きょろきょろとしていた時、どこかで地響きが。大きなモンスターを、おびき寄せ役の騎士団さん達が連れてきたのか、とも思ったけれど違うようで。これは……フロッグじゃない!! だいぶ巨大化しちゃってるし!!
え、こんなに大きくなってるって事は、やっぱり共食いとか、そう言った現象が起きてるって事?

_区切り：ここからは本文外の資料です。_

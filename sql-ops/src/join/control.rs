// Copyright 2018-2022 Clemens Lutz
//
// Licensed under the Apache License, Version 2.0 (the "License");
// you may not use this file except in compliance with the License.
// You may obtain a copy of the License at
//
//     http://www.apache.org/licenses/LICENSE-2.0
//
// Unless required by applicable law or agreed to in writing, software
// distributed under the License is distributed on an "AS IS" BASIS,
// WITHOUT WARRANTIES OR CONDITIONS OF ANY KIND, either express or implied.
// See the License for the specific language governing permissions and
// limitations under the License.


//! The control object of a multi-relation join.

use crate::error::{ErrorKind, Result};

use data_store::{heap_tuple_size, maxalign, Crc32, Datum};
use once_cell::sync::OnceCell;
use serde_derive::{Deserialize, Serialize};
use simt_runtime::runtime::dims::LaunchDims;
use simt_runtime::runtime::dispatcher::WindowCursor;

use std::sync::atomic::{AtomicU32, AtomicU64, Ordering};

/// The maximum number of inner relations of a join.
pub const GPUJOIN_MAX_DEPTH: u32 = 20;

/// Fixed part of the control object, without the statistics counters.
const KERN_GPUJOIN_HEAD_LENGTH: u64 = 64;

/// Fixed part of the parameter buffer.
const KERN_PARAMBUF_HEAD_LENGTH: usize = 8;

/// Error codes reported by kernels.
#[repr(u32)]
#[derive(Clone, Copy, Debug, PartialEq, Eq, Serialize, Deserialize)]
pub enum ErrorCode {
    Success = 0,
    /// The destination store is full. Not an error; the kernel must be
    /// resumed with a new destination store.
    Suspend = 1,
    InvalidValue = 2,
    WrongCodeGeneration = 3,
    DataStoreCorruption = 4,
    DataStoreNoSpace = 5,
    OutOfRange = 6,
}

impl ErrorCode {
    pub fn from_u32(code: u32) -> Option<Self> {
        match code {
            0 => Some(ErrorCode::Success),
            1 => Some(ErrorCode::Suspend),
            2 => Some(ErrorCode::InvalidValue),
            3 => Some(ErrorCode::WrongCodeGeneration),
            4 => Some(ErrorCode::DataStoreCorruption),
            5 => Some(ErrorCode::DataStoreNoSpace),
            6 => Some(ErrorCode::OutOfRange),
            _ => None,
        }
    }

    /// True for errors that abort the join.
    pub fn is_fatal(self) -> bool {
        !matches!(self, ErrorCode::Success | ErrorCode::Suspend)
    }

    /// True if an error slot holding `self` accepts `other`.
    ///
    /// The first error is kept, except that a fatal error replaces a suspend.
    fn accepts(self, other: ErrorCode) -> bool {
        match self {
            ErrorCode::Success => true,
            ErrorCode::Suspend => other.is_fatal(),
            _ => false,
        }
    }
}

/// The error slot of the control object, written back by all groups.
#[derive(Debug)]
pub struct ErrorSlot {
    code: AtomicU32,
    message: OnceCell<String>,
}

impl Default for ErrorSlot {
    fn default() -> Self {
        Self {
            code: AtomicU32::new(ErrorCode::Success as u32),
            message: OnceCell::new(),
        }
    }
}

impl ErrorSlot {
    pub fn new() -> Self {
        Self::default()
    }

    pub fn code(&self) -> ErrorCode {
        ErrorCode::from_u32(self.code.load(Ordering::Acquire)).unwrap_or(ErrorCode::OutOfRange)
    }

    pub fn message(&self) -> Option<&str> {
        self.message.get().map(String::as_str)
    }

    /// Records `code`, unless the slot already holds an error of higher
    /// priority.
    pub fn writeback(&self, code: ErrorCode, message: Option<&str>) {
        let mut current = self.code.load(Ordering::Acquire);
        loop {
            let held = ErrorCode::from_u32(current).unwrap_or(ErrorCode::OutOfRange);
            if !held.accepts(code) {
                return;
            }
            match self.code.compare_exchange_weak(
                current,
                code as u32,
                Ordering::AcqRel,
                Ordering::Acquire,
            ) {
                Ok(_) => break,
                Err(actual) => current = actual,
            }
        }

        // At most one fatal error is ever accepted.
        if let (true, Some(message)) = (code.is_fatal(), message) {
            let _ = self.message.set(message.to_string());
        }
    }

    pub fn reset(&mut self) {
        *self.code.get_mut() = ErrorCode::Success as u32;
        self.message = OnceCell::new();
    }
}

/// Constant parameters of a join, e.g., literals of the join predicate.
#[derive(Clone, Debug, Default, PartialEq, Serialize, Deserialize)]
pub struct ParamBuf {
    values: Vec<Datum>,
}

impl ParamBuf {
    pub fn new(values: Vec<Datum>) -> Self {
        Self { values }
    }

    pub fn get(&self, index: usize) -> Option<&Datum> {
        self.values.get(index)
    }

    pub fn nparams(&self) -> usize {
        self.values.len()
    }

    /// The length of the buffer in bytes.
    pub fn length(&self) -> usize {
        maxalign(KERN_PARAMBUF_HEAD_LENGTH + 4 * self.values.len())
            + maxalign(heap_tuple_size(&self.values))
    }
}

/// The per-lane kernel context.
///
/// Carries the first error that a lane encountered, and gives the supplied
/// join functions access to the parameters and the CRC32 table.
#[derive(Debug)]
pub struct KernContext<'a> {
    errcode: ErrorCode,
    message: Option<String>,
    params: &'a ParamBuf,
    crc32_table: &'a [u32; 256],
}

impl<'a> KernContext<'a> {
    pub fn new(params: &'a ParamBuf, crc32_table: &'a [u32; 256]) -> Self {
        Self {
            errcode: ErrorCode::Success,
            message: None,
            params,
            crc32_table,
        }
    }

    /// Records an error. Keeps the first error, except that a fatal error
    /// replaces a suspend.
    pub fn set_error<S: Into<String>>(&mut self, code: ErrorCode, message: S) {
        if self.errcode.accepts(code) {
            self.errcode = code;
            self.message = Some(message.into());
        }
    }

    pub fn errcode(&self) -> ErrorCode {
        self.errcode
    }

    pub fn message(&self) -> Option<&str> {
        self.message.as_deref()
    }

    pub fn is_error(&self) -> bool {
        self.errcode != ErrorCode::Success
    }

    pub fn params(&self) -> &'a ParamBuf {
        self.params
    }

    pub fn crc32_table(&self) -> &'a [u32; 256] {
        self.crc32_table
    }

    /// Hashes join keys with CRC32.
    ///
    /// Returns `None` if any key is `NULL`.
    pub fn hash_keys<'d, I>(&self, keys: I) -> Option<u32>
    where
        I: IntoIterator<Item = &'d Datum>,
    {
        let mut crc = Crc32::new(self.crc32_table);
        for key in keys {
            crc.update(&key.hash_bytes()?);
        }
        Some(crc.finish())
    }
}

/// Offsets of the segments of the control object.
///
/// The control object consists of a fixed head with the statistics counters,
/// the parameter buffer, the pseudo-stacks of all groups, and the suspend
/// blocks of all groups. Every suspend block records the layout it was saved
/// with, because a block can only be resumed with an identical layout.
#[derive(Clone, Copy, Debug, PartialEq, Eq, Serialize, Deserialize)]
pub struct GpuJoinLayout {
    pub kparams_offset: u64,
    pub pstack_offset: u64,
    pub pstack_nrooms: u32,
    pub suspend_offset: u64,
    pub total_length: u64,
    pub num_rels: u32,
    pub num_groups: u32,
    pub local_size: u32,
}

impl GpuJoinLayout {
    pub fn new(dims: LaunchDims, num_rels: u32, pstack_nrooms: u32, params: &ParamBuf) -> Result<Self> {
        let overflow = || ErrorKind::IntegerOverflow("Control object length overflows".to_string());

        let num_groups = dims.grid.x as u64;
        let local_size = dims.block.x as u64;
        let depths = num_rels as u64 + 1;

        let kparams_offset = maxalign((KERN_GPUJOIN_HEAD_LENGTH + 4 * GPUJOIN_MAX_DEPTH as u64) as usize) as u64;
        let pstack_offset = maxalign((kparams_offset as usize).checked_add(params.length()).ok_or_else(overflow)?) as u64;

        // Depth d holds records of d + 1 row references.
        let pstack_group_length = (pstack_nrooms as u64)
            .checked_mul(depths * (depths + 1) / 2 * 4)
            .ok_or_else(overflow)?;
        let suspend_offset = pstack_group_length
            .checked_mul(num_groups)
            .and_then(|l| l.checked_add(pstack_offset))
            .ok_or_else(overflow)?;

        let suspend_head_length = 4 * (3 + 4 * depths);
        let suspend_lane_length = depths * (4 + 1);
        let suspend_group_length = maxalign((suspend_head_length + local_size * suspend_lane_length) as usize) as u64;
        let total_length = suspend_group_length
            .checked_mul(num_groups)
            .and_then(|l| l.checked_add(suspend_offset))
            .ok_or_else(overflow)?;

        Ok(Self {
            kparams_offset,
            pstack_offset,
            pstack_nrooms,
            suspend_offset,
            total_length,
            num_rels,
            num_groups: dims.grid.x,
            local_size: dims.block.x,
        })
    }
}

/// Join statistics.
#[derive(Clone, Debug, Default, PartialEq, Eq, Serialize, Deserialize)]
pub struct GpuJoinStats {
    /// Rows fetched from the source relation.
    pub source_nitems: u64,
    /// Source rows that passed the scan qualifiers.
    pub outer_nitems: u64,
    /// Combinations produced at depth `i + 1`.
    pub stat_nitems: Vec<u64>,
}

/// The control object shared by all worker groups of a join kernel.
#[derive(Debug)]
pub struct KernGpuJoin {
    kerror: ErrorSlot,
    layout: GpuJoinLayout,
    params: ParamBuf,
    resume_context: bool,
    src_read_pos: WindowCursor,
    source_nitems: AtomicU64,
    outer_nitems: AtomicU64,
    stat_nitems: Vec<AtomicU64>,
}

impl KernGpuJoin {
    pub fn new(dims: LaunchDims, num_rels: u32, pstack_nrooms: u32, params: ParamBuf) -> Result<Self> {
        if num_rels == 0 || num_rels > GPUJOIN_MAX_DEPTH {
            Err(ErrorKind::InvalidArgument(format!(
                "Number of inner relations must be between 1 and {}",
                GPUJOIN_MAX_DEPTH
            )))?;
        }
        if pstack_nrooms < dims.block.x {
            Err(ErrorKind::InvalidArgument(
                "Pseudo-stack must have at least one room per lane".to_string(),
            ))?;
        }

        let layout = GpuJoinLayout::new(dims, num_rels, pstack_nrooms, &params)?;

        Ok(Self {
            kerror: ErrorSlot::new(),
            layout,
            params,
            resume_context: false,
            src_read_pos: WindowCursor::new(0),
            source_nitems: AtomicU64::new(0),
            outer_nitems: AtomicU64::new(0),
            stat_nitems: (0..num_rels).map(|_| AtomicU64::new(0)).collect(),
        })
    }

    pub fn kerror(&self) -> &ErrorSlot {
        &self.kerror
    }

    pub fn layout(&self) -> GpuJoinLayout {
        self.layout
    }

    pub fn params(&self) -> &ParamBuf {
        &self.params
    }

    pub fn num_rels(&self) -> u32 {
        self.layout.num_rels
    }

    pub fn pstack_nrooms(&self) -> u32 {
        self.layout.pstack_nrooms
    }

    pub fn resume_context(&self) -> bool {
        self.resume_context
    }

    pub fn src_read_pos(&self) -> &WindowCursor {
        &self.src_read_pos
    }

    /// Prepares the control object for the next launch.
    ///
    /// A fresh launch rewinds the source cursor. A resumed launch keeps it.
    pub(crate) fn prepare_launch(&mut self, resume: bool) {
        self.kerror.reset();
        self.resume_context = resume;
        if !resume {
            self.src_read_pos.reset(0);
        }
    }

    /// Replaces the query parameters.
    ///
    /// The layout changes if the parameter buffer changes its length. Groups
    /// that were suspended with the old layout cannot be resumed.
    pub(crate) fn set_params(&mut self, dims: LaunchDims, params: ParamBuf) -> Result<()> {
        self.layout = GpuJoinLayout::new(dims, self.layout.num_rels, self.layout.pstack_nrooms, &params)?;
        self.params = params;
        Ok(())
    }

    pub(crate) fn add_source_nitems(&self, n: u32) {
        self.source_nitems.fetch_add(n as u64, Ordering::Relaxed);
    }

    pub(crate) fn add_outer_nitems(&self, n: u32) {
        self.outer_nitems.fetch_add(n as u64, Ordering::Relaxed);
    }

    /// Adds `n` combinations to the statistics of `depth`, counting from 1.
    pub(crate) fn add_stat_nitems(&self, depth: u32, n: u32) {
        if let Some(counter) = depth
            .checked_sub(1)
            .and_then(|i| self.stat_nitems.get(i as usize))
        {
            counter.fetch_add(n as u64, Ordering::Relaxed);
        }
    }

    pub fn stats(&self) -> GpuJoinStats {
        GpuJoinStats {
            source_nitems: self.source_nitems.load(Ordering::Relaxed),
            outer_nitems: self.outer_nitems.load(Ordering::Relaxed),
            stat_nitems: self
                .stat_nitems
                .iter()
                .map(|c| c.load(Ordering::Relaxed))
                .collect(),
        }
    }
}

少し向こうにも、地響きと共に戦闘中だと分かるような音が聞こえてくる。きっとおびき寄せ役が同じようなモンスターと遭遇して戦っているのだろう。あ、ルシルの雷魔法だ。たぶん大丈夫だろうね。
「『展開』!!」
〝レルドルの種〟『Creare』
私は、フロッグの足4本を蔓で巻き付け固定。動きを封じた。
フロッグは長い舌を出す為、蔓で巻き付けたけれど……途中の部分から枝分かれするように伸びてきて。え、それ反則じゃ? とも思ったけれど、私だって出来るもんっ! 同じように枝分かれさせて舌を追いかけた。
舌を抑えている内に、という私の声が伝わったのか騎士さん達が一斉に斬りかかっていった。舌を伸ばしていた口から毒を出そうとしていたけれど、
〝カヴェアの種〟『Ignis』『Lux』
予測していた私は粘着糸で口をグルグル巻きにした。これで毒は吐き出すことは出来ないだろう。
そして、騎士さん達はどんどん剣を突き刺してフロッグは息絶えたのだ。何とも連携の取れた戦いっぷりではなかっただろうか。だよね! 騎士さん達の邪魔にならなくて良かったぁ!
向こうも大体倒すことが出来たのだろう、ギルバートさん率いるおびき寄せ役が戻ってきた。それからも、この毒霧を出していた花を見つけて焼き、どんどんモンスターをおびき寄せては倒し、おびき寄せては倒しの繰り返しで大体ここのモンスターを一掃する事が出来た。
これは、第二騎士団さん達が来てくれなければできなかった事だ。本当に、本当にありがとうございます。